[[ Data supplied open ]]

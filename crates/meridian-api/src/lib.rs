//! Resource model shared between the Meridian control plane and node agents.
//!
//! This crate defines the data types the session scheduler operates on:
//!
//! - **Application keys**: validated `namespace/name` identifiers used to
//!   shard all other state
//! - **Sessions**: client-initiated attachment requests and their observed
//!   status, including the session state machine
//! - **Pods**: the control plane's snapshot of a remote execution instance
//!
//! Types here are pure data plus predicates. Authoritative state lives in
//! the external API store and on nodes; everything in this crate is a
//! reconstructable view of it.

mod key;
mod pod;
mod session;

pub use key::{AppKey, KeyError};
pub use pod::{ContainerPort, ContainerSpec, PodSnapshot, Protocol};
pub use session::{
    AccessEndPoint, ApplicationSession, SessionSpec, SessionState, SessionStatus, SessionUid,
    DEFAULT_CLOSE_GRACE_PERIOD_SECONDS, DEFAULT_OPEN_TIMEOUT,
};
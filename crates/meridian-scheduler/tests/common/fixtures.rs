//! Builders for sessions and pods used across integration tests.

use chrono::{Duration, Utc};

use meridian_api::{
    ApplicationSession, ContainerPort, ContainerSpec, PodSnapshot, Protocol, SessionSpec,
    SessionState, SessionStatus, SessionUid,
};

/// Builder for test sessions.
#[derive(Debug, Clone)]
pub struct SessionBuilder {
    uid: String,
    application: String,
    state: SessionState,
    pod: Option<String>,
    created_secs_ago: i64,
    open_timeout_seconds: u32,
    kill_on_close: bool,
    deleting: bool,
    clients: Vec<String>,
}

impl SessionBuilder {
    pub fn new(uid: &str) -> Self {
        Self {
            uid: uid.to_owned(),
            application: "default/echo".to_owned(),
            state: SessionState::Pending,
            pod: None,
            created_secs_ago: 0,
            open_timeout_seconds: 10,
            kill_on_close: false,
            deleting: false,
            clients: Vec::new(),
        }
    }

    pub fn application(mut self, application: &str) -> Self {
        self.application = application.to_owned();
        self
    }

    pub fn state(mut self, state: SessionState) -> Self {
        self.state = state;
        self
    }

    pub fn on_pod(mut self, pod: &str) -> Self {
        self.pod = Some(pod.to_owned());
        self
    }

    pub fn created_secs_ago(mut self, secs: i64) -> Self {
        self.created_secs_ago = secs;
        self
    }

    pub fn open_timeout_seconds(mut self, secs: u32) -> Self {
        self.open_timeout_seconds = secs;
        self
    }

    pub fn kill_on_close(mut self) -> Self {
        self.kill_on_close = true;
        self
    }

    pub fn deleting(mut self) -> Self {
        self.deleting = true;
        self
    }

    pub fn with_client(mut self, client: &str) -> Self {
        self.clients.push(client.to_owned());
        self
    }

    pub fn build(self) -> ApplicationSession {
        let now = Utc::now();
        ApplicationSession {
            uid: SessionUid::new(self.uid.clone()),
            name: format!("default/{}", self.uid),
            spec: SessionSpec {
                application_name: self.application,
                session_data: "c2Vzc2lvbg==".to_owned(),
                kill_instance_when_session_closed: self.kill_on_close,
                open_timeout_seconds: self.open_timeout_seconds,
                ..SessionSpec::default()
            },
            status: SessionStatus {
                session_status: self.state,
                pod_reference: self.pod,
                client_sessions: self.clients,
                ..SessionStatus::default()
            },
            creation_timestamp: now - Duration::seconds(self.created_secs_ago),
            deletion_timestamp: self.deleting.then_some(now),
        }
    }
}

/// Builder for test pods.
#[derive(Debug, Clone)]
pub struct PodBuilder {
    name: String,
    ports: Vec<(Protocol, String, u16)>,
    running: bool,
    terminating: bool,
}

impl PodBuilder {
    pub fn new(name: &str) -> Self {
        Self {
            name: name.to_owned(),
            ports: Vec::new(),
            running: true,
            terminating: false,
        }
    }

    pub fn with_tcp_port(mut self, host_ip: &str, host_port: u16) -> Self {
        self.ports.push((Protocol::Tcp, host_ip.to_owned(), host_port));
        self
    }

    pub fn terminating(mut self) -> Self {
        self.terminating = true;
        self
    }

    pub fn build(self) -> PodSnapshot {
        PodSnapshot {
            name: self.name,
            containers: vec![ContainerSpec {
                ports: self
                    .ports
                    .into_iter()
                    .map(|(protocol, host_ip, host_port)| ContainerPort {
                        protocol,
                        host_ip,
                        host_port,
                    })
                    .collect(),
            }],
            running: self.running,
            terminating: self.terminating,
        }
    }
}
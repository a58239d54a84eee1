//! Shared harness for scheduler integration tests.

pub mod fixtures;

use std::sync::Arc;

use meridian_api::AppKey;
use meridian_scheduler::{
    MockPodManager, MockSessionManager, PoolRegistry, SessionScheduler, SyncConfig, SyncQueue,
};

/// A scheduler wired to mock collaborators.
pub struct TestScheduler {
    pub scheduler: Arc<SessionScheduler>,
    pub pools: Arc<PoolRegistry>,
    pub sessions: Arc<MockSessionManager>,
    pub pods: Arc<MockPodManager>,
    pub queue: Arc<SyncQueue>,
}

impl TestScheduler {
    pub fn new() -> Self {
        let pools = Arc::new(PoolRegistry::new());
        let sessions = Arc::new(MockSessionManager::new());
        let pods = Arc::new(MockPodManager::new());
        let queue = Arc::new(SyncQueue::new());
        let scheduler = Arc::new(SessionScheduler::new(
            Arc::clone(&pools),
            sessions.clone(),
            pods.clone(),
            Arc::clone(&queue),
            SyncConfig::default(),
        ));
        Self {
            scheduler,
            pools,
            sessions,
            pods,
            queue,
        }
    }

    /// The application key most fixtures use.
    pub fn app_key(&self) -> AppKey {
        "default/echo".parse().unwrap()
    }

    /// Drain the work queue without running syncs.
    pub fn drain_queue(&self) {
        while let Some(key) = self.queue.try_next() {
            self.queue.done(&key);
        }
    }
}

impl Default for TestScheduler {
    fn default() -> Self {
        Self::new()
    }
}
//! Per-application session and pod index.
//!
//! The pool is the scheduler's in-memory working set for one
//! application: the sessions it knows about, the pods sessions are bound
//! to, and the summary and grouping queries the sync loop runs over
//! them. One reader-writer lock guards both maps; readers proceed
//! concurrently, writers exclude all. The lock is never held across an
//! external call.

use std::collections::{HashMap, HashSet};

use chrono::{DateTime, Utc};
use parking_lot::RwLock;

use meridian_api::{AppKey, ApplicationSession, SessionState, SessionUid};

/// A pod as tracked inside a pool: its name plus the sessions bound to
/// it. The set is sized for one session per pod today, but the model
/// permits more so the policy can be relaxed at the bind site alone.
#[derive(Debug, Clone, Default)]
pub struct PoolPod {
    /// Session uids currently bound to the pod.
    pub sessions: HashSet<SessionUid>,
}

/// Counts of pool sessions per state.
///
/// A session with a deletion timestamp counts as deleting and nothing
/// else; an Unspecified status counts as pending.
#[derive(Debug, Clone, Copy, Default, PartialEq, Eq)]
pub struct SessionSummary {
    /// Unassigned sessions (Unspecified or Pending).
    pub pending: usize,
    /// Sessions shipped to a pod, not yet up.
    pub starting: usize,
    /// Available sessions with no client attached.
    pub idle: usize,
    /// Sessions with a client attached.
    pub in_use: usize,
    /// Timed-out sessions.
    pub timeout: usize,
    /// Closed sessions.
    pub closed: usize,
    /// Sessions with deletion requested.
    pub deleting: usize,
}

impl SessionSummary {
    /// Total sessions counted.
    #[must_use]
    pub const fn total(&self) -> usize {
        self.pending
            + self.starting
            + self.idle
            + self.in_use
            + self.timeout
            + self.closed
            + self.deleting
    }
}

/// The five disjoint bands the sync loop partitions sessions into.
#[derive(Debug, Clone, Default)]
pub struct SessionBands {
    /// Unassigned and still within the open deadline.
    pub pending: Vec<ApplicationSession>,
    /// Deletion requested and not already closing.
    pub deleting: Vec<ApplicationSession>,
    /// Close in flight, waiting for the node to confirm.
    pub closing: Vec<ApplicationSession>,
    /// Past the open deadline without becoming available.
    pub timeout: Vec<ApplicationSession>,
    /// Live on a pod: Starting within deadline, Available, or InUse.
    pub active: Vec<ApplicationSession>,
}

#[derive(Debug, Default)]
struct PoolInner {
    sessions: HashMap<SessionUid, ApplicationSession>,
    pods: HashMap<String, PoolPod>,
}

/// Per-application working set of sessions and pods.
#[derive(Debug)]
pub struct ApplicationPool {
    app_key: AppKey,
    inner: RwLock<PoolInner>,
}

impl ApplicationPool {
    /// Create an empty pool for an application.
    #[must_use]
    pub fn new(app_key: AppKey) -> Self {
        Self {
            app_key,
            inner: RwLock::new(PoolInner::default()),
        }
    }

    /// The owning application key.
    #[must_use]
    pub fn app_key(&self) -> &AppKey {
        &self.app_key
    }

    /// Look up a session by uid.
    pub fn get_session(&self, uid: &SessionUid) -> Option<ApplicationSession> {
        self.inner.read().sessions.get(uid).cloned()
    }

    /// Number of sessions in the pool.
    pub fn session_len(&self) -> usize {
        self.inner.read().sessions.len()
    }

    /// A stable snapshot of all sessions.
    pub fn session_list(&self) -> Vec<ApplicationSession> {
        self.inner.read().sessions.values().cloned().collect()
    }

    /// Look up a pod entry by name.
    pub fn get_pod(&self, name: &str) -> Option<PoolPod> {
        self.inner.read().pods.get(name).cloned()
    }

    /// Ensure a pod entry exists.
    pub fn add_pod(&self, name: &str) {
        self.inner.write().pods.entry(name.to_owned()).or_default();
    }

    /// Drop a pod entry. Sessions referring to it are untouched.
    pub fn remove_pod(&self, name: &str) {
        self.inner.write().pods.remove(name);
    }

    /// Number of sessions bound to a pod; zero when the pod is unknown.
    pub fn pod_session_count(&self, name: &str) -> usize {
        self.inner
            .read()
            .pods
            .get(name)
            .map_or(0, |p| p.sessions.len())
    }

    /// Sessions whose pod reference names the given pod.
    pub fn sessions_on_pod(&self, name: &str) -> Vec<ApplicationSession> {
        self.inner
            .read()
            .sessions
            .values()
            .filter(|s| s.status.pod_reference.as_deref() == Some(name))
            .cloned()
            .collect()
    }

    /// Insert or replace a non-terminal session, registering its pod
    /// reference if it has one.
    ///
    /// The first time a session is recorded as Available its
    /// `available_time` is stamped.
    pub fn upsert_session(&self, mut session: ApplicationSession) {
        debug_assert!(!session.is_terminal(), "terminal sessions never enter the pool");
        if session.status.session_status == SessionState::Available
            && session.status.available_time.is_none()
        {
            session.status.available_time = Some(Utc::now());
        }
        let mut inner = self.inner.write();
        if let Some(pod_name) = session.status.pod_reference.clone() {
            inner
                .pods
                .entry(pod_name)
                .or_default()
                .sessions
                .insert(session.uid.clone());
        }
        inner.sessions.insert(session.uid.clone(), session);
    }

    /// Remove a session, unlinking it from its pod entry if present.
    ///
    /// Performed under a single write-lock acquisition so a terminal
    /// session is never observable in the pool.
    pub fn remove_session(&self, session: &ApplicationSession) {
        let mut inner = self.inner.write();
        if let Some(pod_name) = session.status.pod_reference.as_deref() {
            if let Some(pod) = inner.pods.get_mut(pod_name) {
                pod.sessions.remove(&session.uid);
            }
        }
        inner.sessions.remove(&session.uid);
    }

    /// Record a successful bind: store the updated session and add its
    /// uid to the pod's session set, atomically.
    pub fn record_binding(&self, pod_name: &str, session: ApplicationSession) {
        let mut inner = self.inner.write();
        inner
            .pods
            .entry(pod_name.to_owned())
            .or_default()
            .sessions
            .insert(session.uid.clone());
        inner.sessions.insert(session.uid.clone(), session);
    }

    /// Stamp a deletion timestamp on the cached copy if it has none.
    ///
    /// Used when a delete event races ahead of the status the node has
    /// yet to report; the session stays pooled until a later update
    /// moves it to a terminal state.
    pub fn stamp_deletion(&self, uid: &SessionUid, at: DateTime<Utc>) -> bool {
        let mut inner = self.inner.write();
        match inner.sessions.get_mut(uid) {
            Some(cached) if cached.deletion_timestamp.is_none() => {
                cached.deletion_timestamp = Some(at);
                true
            }
            _ => false,
        }
    }

    /// Overwrite the in-memory state of a pooled session.
    ///
    /// In-memory only; the node report carrying the same transition is
    /// what gets persisted.
    pub fn set_session_state(&self, uid: &SessionUid, state: SessionState) {
        let mut inner = self.inner.write();
        if let Some(cached) = inner.sessions.get_mut(uid) {
            cached.status.session_status = state;
        }
    }

    /// Count sessions per state.
    pub fn summarise(&self) -> SessionSummary {
        let mut summary = SessionSummary::default();
        for session in self.session_list() {
            if session.deletion_requested() {
                summary.deleting += 1;
                continue;
            }
            match session.status.session_status {
                SessionState::Starting => summary.starting += 1,
                SessionState::Available => summary.idle += 1,
                SessionState::InUse => summary.in_use += 1,
                SessionState::Closed => summary.closed += 1,
                SessionState::Timeout => summary.timeout += 1,
                // Unspecified, Pending and anything else count as
                // pending.
                _ => summary.pending += 1,
            }
        }
        summary
    }

    /// Sum of live sessions and the pending count, for scaling callers.
    pub fn total_and_pending_sessions(&self) -> (usize, usize) {
        let summary = self.summarise();
        (
            summary.idle + summary.in_use + summary.pending + summary.starting + summary.deleting,
            summary.pending,
        )
    }

    /// Partition the session snapshot into the five sync bands.
    ///
    /// Precedence: closing, then deleting, then timeout, then pending or
    /// active. A session is timeout-banded when it is Unspecified,
    /// Pending or Starting and its open deadline has passed.
    pub fn group_sessions_by_state(&self, now: DateTime<Utc>) -> SessionBands {
        let mut bands = SessionBands::default();
        for session in self.session_list() {
            if session.status.session_status == SessionState::Closing {
                bands.closing.push(session);
            } else if session.deletion_requested() {
                bands.deleting.push(session);
            } else if session.is_pending() {
                if session.open_timed_out(now) {
                    bands.timeout.push(session);
                } else {
                    bands.pending.push(session);
                }
            } else if session.status.session_status == SessionState::Starting {
                if session.open_timed_out(now) {
                    bands.timeout.push(session);
                } else {
                    bands.active.push(session);
                }
            } else if session.is_open() {
                bands.active.push(session);
            }
        }
        bands
    }
}
//! Application keys.

use std::fmt;
use std::str::FromStr;

use serde::{Deserialize, Serialize};

/// Errors produced when parsing an application key.
#[derive(Debug, thiserror::Error, PartialEq, Eq)]
pub enum KeyError {
    /// The key is not of the form `namespace/name`.
    #[error("invalid application key {0:?}: expected namespace/name")]
    InvalidFormat(String),
}

/// A validated `namespace/name` application identifier.
///
/// The key is the sharding unit for all scheduler state: sessions and
/// pods belong to exactly one application, and reconciliation is
/// serialised per key.
#[derive(Debug, Clone, PartialEq, Eq, Hash, Serialize, Deserialize)]
#[serde(transparent)]
pub struct AppKey(String);

impl AppKey {
    /// Parse a key, validating the `namespace/name` shape.
    ///
    /// Both segments must be non-empty and the separator must appear
    /// exactly once.
    pub fn parse(key: impl AsRef<str>) -> Result<Self, KeyError> {
        let key = key.as_ref();
        match key.split_once('/') {
            Some((namespace, name))
                if !namespace.is_empty() && !name.is_empty() && !name.contains('/') =>
            {
                Ok(Self(key.to_owned()))
            }
            _ => Err(KeyError::InvalidFormat(key.to_owned())),
        }
    }

    /// The namespace segment.
    #[must_use]
    pub fn namespace(&self) -> &str {
        self.0.split_once('/').map(|(ns, _)| ns).unwrap_or_default()
    }

    /// The name segment.
    #[must_use]
    pub fn name(&self) -> &str {
        self.0.split_once('/').map(|(_, n)| n).unwrap_or_default()
    }

    /// The full key as a string slice.
    #[must_use]
    pub fn as_str(&self) -> &str {
        &self.0
    }
}

impl fmt::Display for AppKey {
    fn fmt(&self, f: &mut fmt::Formatter<'_>) -> fmt::Result {
        write!(f, "{}", self.0)
    }
}

impl AsRef<str> for AppKey {
    fn as_ref(&self) -> &str {
        &self.0
    }
}

impl FromStr for AppKey {
    type Err = KeyError;

    fn from_str(s: &str) -> Result<Self, Self::Err> {
        Self::parse(s)
    }
}
//! Periodic timeout sweep and event-driven cleanup.

use std::sync::Arc;

use chrono::Utc;
use tracing::{debug, info, warn};

use meridian_api::{AppKey, SessionState};

use crate::error::{Result, SchedulerError};
use crate::pool::ApplicationPool;
use crate::scheduler::{next_status, SessionScheduler};

impl SessionScheduler {
    /// Sweep every pool and time out sessions past their open deadline.
    ///
    /// An idempotent safety net behind the sync loop's own timeout
    /// phase: a session the sync pass already marked is gone from the
    /// pool before the next sweep sees it.
    pub async fn session_house_keeping(&self) {
        let now = Utc::now();
        for pool in self.pools.pool_list() {
            let bands = pool.group_sessions_by_state(now);
            for session in &bands.timeout {
                debug!(
                    application = %pool.app_key(),
                    session = %session.name,
                    "timing out stale session"
                );
                if let Err(e) = self
                    .change_session_status(session, SessionState::Timeout)
                    .await
                {
                    warn!(session = %session.name, error = %e, "failed to time out session");
                }
            }
        }
    }

    /// Clean up sessions of a pod that disappeared unexpectedly.
    ///
    /// The sessions leave the pool immediately; their terminal statuses
    /// (Closed for live ones, Closing included, Timeout for pending)
    /// are persisted off-path. The node is not contacted: nothing is
    /// left there to close.
    pub async fn cleanup_session_on_deleted_pod(&self, pool: &ApplicationPool, pod_name: &str) {
        info!(
            application = %pool.app_key(),
            pod = %pod_name,
            "cleaning up sessions of deleted pod"
        );
        let mut orphaned = Vec::new();
        for session in pool.sessions_on_pod(pod_name) {
            info!(session = %session.name, "removing session of deleted pod");
            pool.remove_session(&session);
            orphaned.push(session);
        }
        pool.remove_pod(pod_name);

        // The pool no longer holds these sessions, so persisting their
        // fate cannot affect the next sync.
        let manager = Arc::clone(&self.session_manager);
        let deadline = self.config.call_deadline;
        tokio::spawn(async move {
            for session in orphaned {
                // A Closing session counts too: the node report that
                // would have finished it is never coming.
                let state = if session.is_live() {
                    SessionState::Closed
                } else if session.is_pending() {
                    SessionState::Timeout
                } else {
                    continue;
                };
                let new_status = next_status(&session, state);
                let persist = manager.update_session_status(&session, &new_status);
                match tokio::time::timeout(deadline, persist).await {
                    Ok(Ok(())) => {}
                    Ok(Err(e)) => {
                        warn!(session = %session.name, error = %e, "failed to persist status of orphaned session");
                    }
                    Err(_) => {
                        warn!(session = %session.name, "timed out persisting status of orphaned session");
                    }
                }
            }
        });
    }

    /// Tear down the sessions of an application entering deletion.
    ///
    /// Pending sessions time out and leave the pool; open sessions are
    /// closed and linger until the node reports them Closed. Errors are
    /// aggregated so one session cannot stall the teardown.
    pub async fn cleanup_session_of_application(&self, app_key: &AppKey) -> Result<()> {
        info!(application = %app_key, "deleting all sessions of application");
        let Some(pool) = self.pools.get_pool(app_key) else {
            return Ok(());
        };

        let mut errors: Vec<String> = Vec::new();
        for session in pool.session_list() {
            if let Err(e) = self.delete_application_session(app_key, &session).await {
                warn!(session = %session.name, error = %e, "failed to delete session");
                errors.push(e.to_string());
            }
        }

        if errors.is_empty() {
            Ok(())
        } else {
            Err(SchedulerError::Partial {
                op: "application session cleanup",
                errors,
            })
        }
    }
}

[[ Data supplied closed ]]

**Problem details**
Return each full line of the entries that contains the word "orphaned".

**Answer to this exercise**
        let mut orphaned = Vec::new();
            orphaned.push(session);
            for session in orphaned {
                        warn!(session = %session.name, error = %e, "failed to persist status of orphaned session");
                        warn!(session = %session.name, "timed out persisting status of orphaned session");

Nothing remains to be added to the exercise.